▶ _What to produce_
Without skipping or changing anything, print all the entries.
++++ Given information ++++
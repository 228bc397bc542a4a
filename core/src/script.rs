//! Text encoding of action sequences.
//!
//! Cardinal moves are `W`, `S`, `A`, `D`, turns are `E` (clockwise) and `Q`
//! (counterclockwise), and `B(dx,dy)` attaches a tentacle. Whitespace between
//! actions is ignored.

use crate::{geometry::Point, Action};

/// Reasons an action script may fail to parse.
#[derive(Clone, Debug, PartialEq, Eq, thiserror::Error)]
pub enum ActionParseError {
    /// A letter outside the supported vocabulary was encountered.
    #[error("unsupported action `{letter}` at byte {offset}")]
    UnsupportedAction {
        /// Offending character.
        letter: char,
        /// Byte offset of the character within the script.
        offset: usize,
    },
    /// An attach action was not followed by a well-formed `(dx,dy)` offset.
    #[error("malformed attach offset at byte {offset}")]
    MalformedOffset {
        /// Byte offset of the attach letter within the script.
        offset: usize,
    },
}

/// Parses an action script into the actions it encodes.
pub fn parse_actions(script: &str) -> Result<Vec<Action>, ActionParseError> {
    let mut actions = Vec::new();
    let mut rest = script.char_indices().peekable();

    while let Some((offset, letter)) = rest.next() {
        let action = match letter {
            'W' => Action::MOVE_UP,
            'S' => Action::MOVE_DOWN,
            'A' => Action::MOVE_LEFT,
            'D' => Action::MOVE_RIGHT,
            'E' => Action::TurnClockwise,
            'Q' => Action::TurnCounter,
            'B' => {
                let start = offset + letter.len_utf8();
                let end = script[start..]
                    .find(')')
                    .map(|index| start + index + 1)
                    .ok_or(ActionParseError::MalformedOffset { offset })?;
                let location = script[start..end]
                    .parse::<Point>()
                    .map_err(|_| ActionParseError::MalformedOffset { offset })?;
                while rest.next_if(|&(index, _)| index < end).is_some() {}
                Action::Attach { location }
            }
            other if other.is_whitespace() => continue,
            other => {
                return Err(ActionParseError::UnsupportedAction {
                    letter: other,
                    offset,
                })
            }
        };
        actions.push(action);
    }

    Ok(actions)
}
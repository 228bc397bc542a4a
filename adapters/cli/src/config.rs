use std::{fs, path::Path};

use anyhow::{bail, Context, Result};
use serde::Deserialize;
use wrapper_world::RobotLoadout;

/// Optional settings read from a TOML file.
#[derive(Clone, Debug, Default, PartialEq, Deserialize)]
#[serde(default, deny_unknown_fields)]
pub(crate) struct CliConfig {
    /// Body configuration applied to the robot when the map is parsed.
    pub(crate) loadout: RobotLoadout,
}

impl CliConfig {
    /// Loads the configuration stored at `path`.
    pub(crate) fn from_path(path: impl AsRef<Path>) -> Result<Self> {
        let path = path.as_ref();
        let contents = fs::read_to_string(path)
            .with_context(|| format!("failed to read config at {}", path.display()))?;
        Self::from_toml(&contents)
            .with_context(|| format!("invalid config at {}", path.display()))
    }

    fn from_toml(contents: &str) -> Result<Self> {
        let config: CliConfig =
            toml::from_str(contents).context("failed to parse config toml contents")?;
        if let Some(duplicate) = first_duplicate(&config.loadout) {
            bail!(
                "loadout declares tentacle ({}, {}) more than once",
                duplicate.x,
                duplicate.y
            );
        }
        Ok(config)
    }
}

fn first_duplicate(loadout: &RobotLoadout) -> Option<wrapper_core::Point> {
    loadout
        .tentacles
        .iter()
        .enumerate()
        .find(|(index, tentacle)| loadout.tentacles[..*index].contains(tentacle))
        .map(|(_, tentacle)| *tentacle)
}
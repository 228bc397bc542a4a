#![deny(
    unsafe_code,
    missing_docs,
    dead_code,
    unused_results,
    non_snake_case,
    unreachable_pub
)]

//! Command-line adapter that replays action scripts against a wrapping map.

mod config;
mod report;

use std::{fs, path::PathBuf};

use anyhow::{Context, Result};
use clap::Parser;
use tracing::{debug, info};
use tracing_subscriber::EnvFilter;
use wrapper_core::{parse_actions, Action};
use wrapper_world::{self as world, query, RobotLoadout, State};

use crate::{config::CliConfig, report::Summary};

/// Command-line arguments for the wrapping simulator.
#[derive(Debug, Parser)]
#[command(name = "wrapper", about = "Replays robot action scripts on a wrapping map")]
struct CliArgs {
    /// Map description file (`outer#start#obstacles#boosters`).
    #[arg(long, value_name = "FILE")]
    map: PathBuf,

    /// File containing the action script to replay.
    #[arg(long, value_name = "FILE", conflicts_with = "script")]
    actions: Option<PathBuf>,

    /// Action script given inline, e.g. `WWDDEB(1,2)`.
    #[arg(long, value_name = "TEXT")]
    script: Option<String>,

    /// TOML file with a `[loadout]` table overriding the robot's body.
    #[arg(long, value_name = "TOML")]
    config: Option<PathBuf>,

    /// Prints the final grid, top row first.
    #[arg(long)]
    render: bool,

    /// Emits the summary as JSON instead of text.
    #[arg(long)]
    json: bool,
}

/// Entry point for the wrapping simulator command-line interface.
fn main() -> Result<()> {
    tracing_subscriber::fmt()
        .with_env_filter(
            EnvFilter::try_from_default_env().unwrap_or_else(|_| EnvFilter::new("warn")),
        )
        .with_writer(std::io::stderr)
        .init();

    let args = CliArgs::parse();
    let loadout = match &args.config {
        Some(path) => CliConfig::from_path(path)?.loadout,
        None => RobotLoadout::default(),
    };

    let description = fs::read_to_string(&args.map)
        .with_context(|| format!("failed to read map at {}", args.map.display()))?;
    let mut state = State::parse_with_loadout(&description, &loadout)
        .with_context(|| format!("invalid map at {}", args.map.display()))?;
    info!(
        rows = query::grid(&state).rows(),
        cols = query::grid(&state).cols(),
        "map loaded"
    );

    let actions = load_actions(&args)?;
    replay(&mut state, &actions)?;

    let summary = Summary::capture(&state, actions.len());
    if args.json {
        println!(
            "{}",
            serde_json::to_string_pretty(&summary).context("failed to serialize summary")?
        );
    } else {
        print!("{summary}");
    }
    if args.render {
        print!("{}", query::grid(&state));
    }
    Ok(())
}

fn load_actions(args: &CliArgs) -> Result<Vec<Action>> {
    let script = match (&args.actions, &args.script) {
        (Some(path), _) => fs::read_to_string(path)
            .with_context(|| format!("failed to read actions at {}", path.display()))?,
        (None, Some(script)) => script.clone(),
        (None, None) => String::new(),
    };
    parse_actions(&script).context("failed to parse action script")
}

fn replay(state: &mut State, actions: &[Action]) -> Result<()> {
    let mut events = Vec::new();
    for (index, action) in actions.iter().enumerate() {
        world::apply(state, *action, &mut events)
            .with_context(|| format!("action #{} `{action}` was rejected", index + 1))?;
        for event in events.drain(..) {
            debug!(?event, "event");
        }
    }
    Ok(())
}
++++
▶ _Written answer_
repository 228bc397bc542a4a
filename core/src/script.rs
//! Text encoding of action sequences.
//!
//! Cardinal moves are `W`, `S`, `A`, `D`, turns are `E` (clockwise) and `Q`
//! (counterclockwise), and `B(dx,dy)` attaches a tentacle. Whitespace between
//! actions is ignored.

use crate::{geometry::Point, Action};

/// Reasons an action script may fail to parse.
#[derive(Clone, Debug, PartialEq, Eq, thiserror::Error)]
pub enum ActionParseError {
    /// A letter outside the supported vocabulary was encountered.
    #[error("unsupported action `{letter}` at byte {offset}")]
    UnsupportedAction {
        /// Offending character.
        letter: char,
        /// Byte offset of the character within the script.
        offset: usize,
    },
    /// An attach action was not followed by a well-formed `(dx,dy)` offset.
    #[error("malformed attach offset at byte {offset}")]
    MalformedOffset {
        /// Byte offset of the attach letter within the script.
        offset: usize,
    },
}

/// Parses an action script into the actions it encodes.
pub fn parse_actions(script: &str) -> Result<Vec<Action>, ActionParseError> {
    let mut actions = Vec::new();
    let mut rest = script.char_indices().peekable();

    while let Some((offset, letter)) = rest.next() {
        let action = match letter {
            'W' => Action::MOVE_UP,
            'S' => Action::MOVE_DOWN,
            'A' => Action::MOVE_LEFT,
            'D' => Action::MOVE_RIGHT,
            'E' => Action::TurnClockwise,
            'Q' => Action::TurnCounter,
            'B' => {
                let start = offset + letter.len_utf8();
                let end = script[start..]
                    .find(')')
                    .map(|index| start + index + 1)
                    .ok_or(ActionParseError::MalformedOffset { offset })?;
                let location = script[start..end]
                    .parse::<Point>()
                    .map_err(|_| ActionParseError::MalformedOffset { offset })?;
                while rest.next_if(|&(index, _)| index < end).is_some() {}
                Action::Attach { location }
            }
            other if other.is_whitespace() => continue,
            other => {
                return Err(ActionParseError::UnsupportedAction {
                    letter: other,
                    offset,
                })
            }
        };
        actions.push(action);
    }

    Ok(actions)
}
repository 228bc397bc542a4a
filename adapters/cli/src/config.rs
use std::{fs, path::Path};

use anyhow::{bail, Context, Result};
use serde::Deserialize;
use wrapper_world::RobotLoadout;

/// Optional settings read from a TOML file.
#[derive(Clone, Debug, Default, PartialEq, Deserialize)]
#[serde(default, deny_unknown_fields)]
pub(crate) struct CliConfig {
    /// Body configuration applied to the robot when the map is parsed.
    pub(crate) loadout: RobotLoadout,
}

impl CliConfig {
    /// Loads the configuration stored at `path`.
    pub(crate) fn from_path(path: impl AsRef<Path>) -> Result<Self> {
        let path = path.as_ref();
        let contents = fs::read_to_string(path)
            .with_context(|| format!("failed to read config at {}", path.display()))?;
        Self::from_toml(&contents)
            .with_context(|| format!("invalid config at {}", path.display()))
    }

    fn from_toml(contents: &str) -> Result<Self> {
        let config: CliConfig =
            toml::from_str(contents).context("failed to parse config toml contents")?;
        if let Some(duplicate) = first_duplicate(&config.loadout) {
            bail!(
                "loadout declares tentacle ({}, {}) more than once",
                duplicate.x,
                duplicate.y
            );
        }
        Ok(config)
    }
}

fn first_duplicate(loadout: &RobotLoadout) -> Option<wrapper_core::Point> {
    loadout
        .tentacles
        .iter()
        .enumerate()
        .find(|(index, tentacle)| loadout.tentacles[..*index].contains(tentacle))
        .map(|(_, tentacle)| *tentacle)
}
repository 228bc397bc542a4a
#![deny(
    unsafe_code,
    missing_docs,
    dead_code,
    unused_results,
    non_snake_case,
    unreachable_pub
)]

//! Command-line adapter that replays action scripts against a wrapping map.

mod config;
mod report;

use std::{fs, path::PathBuf};

use anyhow::{Context, Result};
use clap::Parser;
use tracing::{debug, info};
use tracing_subscriber::EnvFilter;
use wrapper_core::{parse_actions, Action};
use wrapper_world::{self as world, query, RobotLoadout, State};

use crate::{config::CliConfig, report::Summary};

/// Command-line arguments for the wrapping simulator.
#[derive(Debug, Parser)]
#[command(name = "wrapper", about = "Replays robot action scripts on a wrapping map")]
struct CliArgs {
    /// Map description file (`outer#start#obstacles#boosters`).
    #[arg(long, value_name = "FILE")]
    map: PathBuf,

    /// File containing the action script to replay.
    #[arg(long, value_name = "FILE", conflicts_with = "script")]
    actions: Option<PathBuf>,

    /// Action script given inline, e.g. `WWDDEB(1,2)`.
    #[arg(long, value_name = "TEXT")]
    script: Option<String>,

    /// TOML file with a `[loadout]` table overriding the robot's body.
    #[arg(long, value_name = "TOML")]
    config: Option<PathBuf>,

    /// Prints the final grid, top row first.
    #[arg(long)]
    render: bool,

    /// Emits the summary as JSON instead of text.
    #[arg(long)]
    json: bool,
}

/// Entry point for the wrapping simulator command-line interface.
fn main() -> Result<()> {
    tracing_subscriber::fmt()
        .with_env_filter(
            EnvFilter::try_from_default_env().unwrap_or_else(|_| EnvFilter::new("warn")),
        )
        .with_writer(std::io::stderr)
        .init();

    let args = CliArgs::parse();
    let loadout = match &args.config {
        Some(path) => CliConfig::from_path(path)?.loadout,
        None => RobotLoadout::default(),
    };

    let description = fs::read_to_string(&args.map)
        .with_context(|| format!("failed to read map at {}", args.map.display()))?;
    let mut state = State::parse_with_loadout(&description, &loadout)
        .with_context(|| format!("invalid map at {}", args.map.display()))?;
    info!(
        rows = query::grid(&state).rows(),
        cols = query::grid(&state).cols(),
        "map loaded"
    );

    let actions = load_actions(&args)?;
    replay(&mut state, &actions)?;

    let summary = Summary::capture(&state, actions.len());
    if args.json {
        println!(
            "{}",
            serde_json::to_string_pretty(&summary).context("failed to serialize summary")?
        );
    } else {
        print!("{summary}");
    }
    if args.render {
        print!("{}", query::grid(&state));
    }
    Ok(())
}

fn load_actions(args: &CliArgs) -> Result<Vec<Action>> {
    let script = match (&args.actions, &args.script) {
        (Some(path), _) => fs::read_to_string(path)
            .with_context(|| format!("failed to read actions at {}", path.display()))?,
        (None, Some(script)) => script.clone(),
        (None, None) => String::new(),
    };
    parse_actions(&script).context("failed to parse action script")
}

fn replay(state: &mut State, actions: &[Action]) -> Result<()> {
    let mut events = Vec::new();
    for (index, action) in actions.iter().enumerate() {
        world::apply(state, *action, &mut events)
            .with_context(|| format!("action #{} `{action}` was rejected", index + 1))?;
        for event in events.drain(..) {
            debug!(?event, "event");
        }
    }
    Ok(())
}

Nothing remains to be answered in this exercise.